SOURCE DATA Start Marker

//! Field identities and staged edit values shared across the engine.

use std::fmt;

/// Recognized tag fields, in canonical apply/display order.
#[derive(Debug, Clone, Copy, PartialEq, Eq, PartialOrd, Ord, Hash)]
pub enum TagField {
    Title,
    Artist,
    AlbumArtist,
    Track,
    Album,
    Genre,
    Date,
}

impl TagField {
    /// Canonical order used by every per-field loop.
    pub const ALL: [TagField; 7] = [
        TagField::Title,
        TagField::Artist,
        TagField::AlbumArtist,
        TagField::Track,
        TagField::Album,
        TagField::Genre,
        TagField::Date,
    ];

    pub fn name(self) -> &'static str {
        match self {
            TagField::Title => "title",
            TagField::Artist => "artist",
            TagField::AlbumArtist => "album_artist",
            TagField::Track => "track",
            TagField::Album => "album",
            TagField::Genre => "genre",
            TagField::Date => "date",
        }
    }
}

impl fmt::Display for TagField {
    fn fmt(&self, formatter: &mut fmt::Formatter<'_>) -> fmt::Result {
        formatter.write_str(self.name())
    }
}

/// One staged edit slot: leave the tag unchanged, clear it, or set new text.
#[derive(Debug, Clone, Default, PartialEq, Eq)]
pub enum FieldValue {
    /// No instruction for this field.
    #[default]
    Unset,
    /// Explicit request to remove the field from the file.
    Clear,
    /// Set the field to this non-empty text.
    Value(String),
}

impl FieldValue {
    /// Parses raw shell input. Empty input means "leave unchanged", the
    /// reserved word `NULL` (any casing) means "clear", anything else is
    /// literal text, trimmed.
    pub fn from_input(raw: &str) -> Self {
        let trimmed = raw.trim();
        if trimmed.is_empty() {
            FieldValue::Unset
        } else if trimmed.eq_ignore_ascii_case("null") {
            FieldValue::Clear
        } else {
            FieldValue::Value(trimmed.to_string())
        }
    }

    pub fn is_unset(&self) -> bool {
        matches!(self, FieldValue::Unset)
    }

    pub fn is_clear(&self) -> bool {
        matches!(self, FieldValue::Clear)
    }

    /// The staged text, when this slot carries one.
    pub fn as_text(&self) -> Option<&str> {
        match self {
            FieldValue::Value(text) => Some(text.as_str()),
            _ => None,
        }
    }
}

/// The full set of staged edits, one slot per recognized field.
#[derive(Debug, Clone, Default, PartialEq, Eq)]
pub struct EditFieldSet {
    pub title: FieldValue,
    pub artist: FieldValue,
    pub album_artist: FieldValue,
    pub track: FieldValue,
    pub album: FieldValue,
    pub genre: FieldValue,
    pub date: FieldValue,
}

impl EditFieldSet {
    pub fn get(&self, field: TagField) -> &FieldValue {
        match field {
            TagField::Title => &self.title,
            TagField::Artist => &self.artist,
            TagField::AlbumArtist => &self.album_artist,
            TagField::Track => &self.track,
            TagField::Album => &self.album,
            TagField::Genre => &self.genre,
            TagField::Date => &self.date,
        }
    }

    pub fn set(&mut self, field: TagField, value: FieldValue) {
        match field {
            TagField::Title => self.title = value,
            TagField::Artist => self.artist = value,
            TagField::AlbumArtist => self.album_artist = value,
            TagField::Track => self.track = value,
            TagField::Album => self.album = value,
            TagField::Genre => self.genre = value,
            TagField::Date => self.date = value,
        }
    }

    /// Builds a set from raw per-field shell input, in `TagField::ALL` order.
    pub fn from_inputs(inputs: &[(TagField, &str)]) -> Self {
        let mut edits = EditFieldSet::default();
        for (field, raw) in inputs {
            edits.set(*field, FieldValue::from_input(raw));
        }
        edits
    }

    /// True when no field carries an instruction.
    pub fn is_empty(&self) -> bool {
        TagField::ALL.iter().all(|field| self.get(*field).is_unset())
    }
}

#[cfg(test)]
mod tests {
    use super::*;

    #[test]
    fn test_from_input_empty_is_unset() {
        assert_eq!(FieldValue::from_input("   "), FieldValue::Unset);
    }

    #[test]
    fn test_from_input_null_any_casing_is_clear() {
        assert_eq!(FieldValue::from_input("NULL"), FieldValue::Clear);
        assert_eq!(FieldValue::from_input("Null"), FieldValue::Clear);
        assert_eq!(FieldValue::from_input(" null "), FieldValue::Clear);
    }

    #[test]
    fn test_from_input_trims_ordinary_text() {
        assert_eq!(
            FieldValue::from_input("  IU  "),
            FieldValue::Value("IU".to_string())
        );
    }

    #[test]
    fn test_edit_set_round_trips_every_field() {
        let mut edits = EditFieldSet::default();
        assert!(edits.is_empty());
        for field in TagField::ALL {
            edits.set(field, FieldValue::Value(field.name().to_string()));
        }
        for field in TagField::ALL {
            assert_eq!(edits.get(field).as_text(), Some(field.name()));
        }
        assert!(!edits.is_empty());
    }
}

SOURCE DATA End Marker

§ REQUIRED ACTION:
Report how many lines in the material above include "edits", and give no other words.

§ TASK RESULT:
9